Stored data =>
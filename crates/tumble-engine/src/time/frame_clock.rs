use std::time::{Duration, Instant};

/// Timing for one tick.
#[derive(Debug, Copy, Clone)]
pub struct FrameTime {
    /// Seconds since the previous tick, clamped. This is what `FrameState`
    /// accumulates.
    pub dt: f32,

    /// Monotonic timestamp taken at the tick.
    pub now: Instant,

    /// Ticks since the clock was created.
    pub frame_index: u64,
}

/// Per-window delta-time source.
///
/// Delta time is clamped so a debugger pause, a minimized window or a long
/// surface rebuild does not jump the animation forward by seconds.
#[derive(Debug, Clone)]
pub struct FrameClock {
    last: Instant,
    frame_index: u64,
    dt_min: Duration,
    dt_max: Duration,
}

impl FrameClock {
    /// Clamps dt to `[0.1ms, 250ms]`.
    pub fn new() -> Self {
        Self::with_clamps(Duration::from_micros(100), Duration::from_millis(250))
    }

    pub fn with_clamps(dt_min: Duration, dt_max: Duration) -> Self {
        Self::starting_at(Instant::now(), dt_min, dt_max)
    }

    fn starting_at(last: Instant, dt_min: Duration, dt_max: Duration) -> Self {
        debug_assert!(dt_min <= dt_max);
        Self {
            last,
            frame_index: 0,
            dt_min,
            dt_max,
        }
    }

    /// Moves the baseline to now, so the next dt does not include a pause.
    pub fn reset(&mut self) {
        self.last = Instant::now();
    }

    pub fn tick(&mut self) -> FrameTime {
        self.tick_at(Instant::now())
    }

    /// Advances the clock to `now`.
    pub fn tick_at(&mut self, now: Instant) -> FrameTime {
        let dt = now
            .saturating_duration_since(self.last)
            .clamp(self.dt_min, self.dt_max);
        self.last = now;

        let ft = FrameTime {
            dt: dt.as_secs_f32(),
            now,
            frame_index: self.frame_index,
        };
        self.frame_index = self.frame_index.wrapping_add(1);
        ft
    }
}

impl Default for FrameClock {
    fn default() -> Self {
        Self::new()
    }
}

#[cfg(test)]
mod tests {
    use super::*;
    use approx::assert_relative_eq;

    fn clock(t0: Instant) -> FrameClock {
        FrameClock::starting_at(t0, Duration::from_micros(100), Duration::from_millis(250))
    }

    // ── delta time ────────────────────────────────────────────────────────

    #[test]
    fn reports_elapsed_seconds() {
        let t0 = Instant::now();
        let mut c = clock(t0);
        let ft = c.tick_at(t0 + Duration::from_millis(20));
        assert_relative_eq!(ft.dt, 0.020, epsilon = 1e-6);
        assert_eq!(ft.frame_index, 0);
    }

    #[test]
    fn long_stall_clamped() {
        let t0 = Instant::now();
        let mut c = clock(t0);
        let ft = c.tick_at(t0 + Duration::from_secs(5));
        assert_relative_eq!(ft.dt, 0.25, epsilon = 1e-6);
    }

    #[test]
    fn zero_elapsed_clamped_up() {
        let t0 = Instant::now();
        let mut c = clock(t0);
        let ft = c.tick_at(t0);
        assert_relative_eq!(ft.dt, 0.0001, epsilon = 1e-7);
    }

    #[test]
    fn frame_index_increments() {
        let t0 = Instant::now();
        let mut c = clock(t0);
        for i in 0..3u64 {
            let ft = c.tick_at(t0 + Duration::from_millis(16 * (i + 1)));
            assert_eq!(ft.frame_index, i);
        }
    }
}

PROBLEM REQUIREMENTS => Copy out the lines above exactly, beginning at the one that contains "pub fn reset(&mut" and ending at the one that contains "let ft = c.tick_at(t0 + Duration::from_millis(16".

ANSWER BELOW =>
    pub fn reset(&mut self) {
        self.last = Instant::now();
    }

    pub fn tick(&mut self) -> FrameTime {
        self.tick_at(Instant::now())
    }

    /// Advances the clock to `now`.
    pub fn tick_at(&mut self, now: Instant) -> FrameTime {
        let dt = now
            .saturating_duration_since(self.last)
            .clamp(self.dt_min, self.dt_max);
        self.last = now;

        let ft = FrameTime {
            dt: dt.as_secs_f32(),
            now,
            frame_index: self.frame_index,
        };
        self.frame_index = self.frame_index.wrapping_add(1);
        ft
    }
}

impl Default for FrameClock {
    fn default() -> Self {
        Self::new()
    }
}

#[cfg(test)]
mod tests {
    use super::*;
    use approx::assert_relative_eq;

    fn clock(t0: Instant) -> FrameClock {
        FrameClock::starting_at(t0, Duration::from_micros(100), Duration::from_millis(250))
    }

    // ── delta time ────────────────────────────────────────────────────────

    #[test]
    fn reports_elapsed_seconds() {
        let t0 = Instant::now();
        let mut c = clock(t0);
        let ft = c.tick_at(t0 + Duration::from_millis(20));
        assert_relative_eq!(ft.dt, 0.020, epsilon = 1e-6);
        assert_eq!(ft.frame_index, 0);
    }

    #[test]
    fn long_stall_clamped() {
        let t0 = Instant::now();
        let mut c = clock(t0);
        let ft = c.tick_at(t0 + Duration::from_secs(5));
        assert_relative_eq!(ft.dt, 0.25, epsilon = 1e-6);
    }

    #[test]
    fn zero_elapsed_clamped_up() {
        let t0 = Instant::now();
        let mut c = clock(t0);
        let ft = c.tick_at(t0);
        assert_relative_eq!(ft.dt, 0.0001, epsilon = 1e-7);
    }

    #[test]
    fn frame_index_increments() {
        let t0 = Instant::now();
        let mut c = clock(t0);
        for i in 0..3u64 {
            let ft = c.tick_at(t0 + Duration::from_millis(16 * (i + 1)));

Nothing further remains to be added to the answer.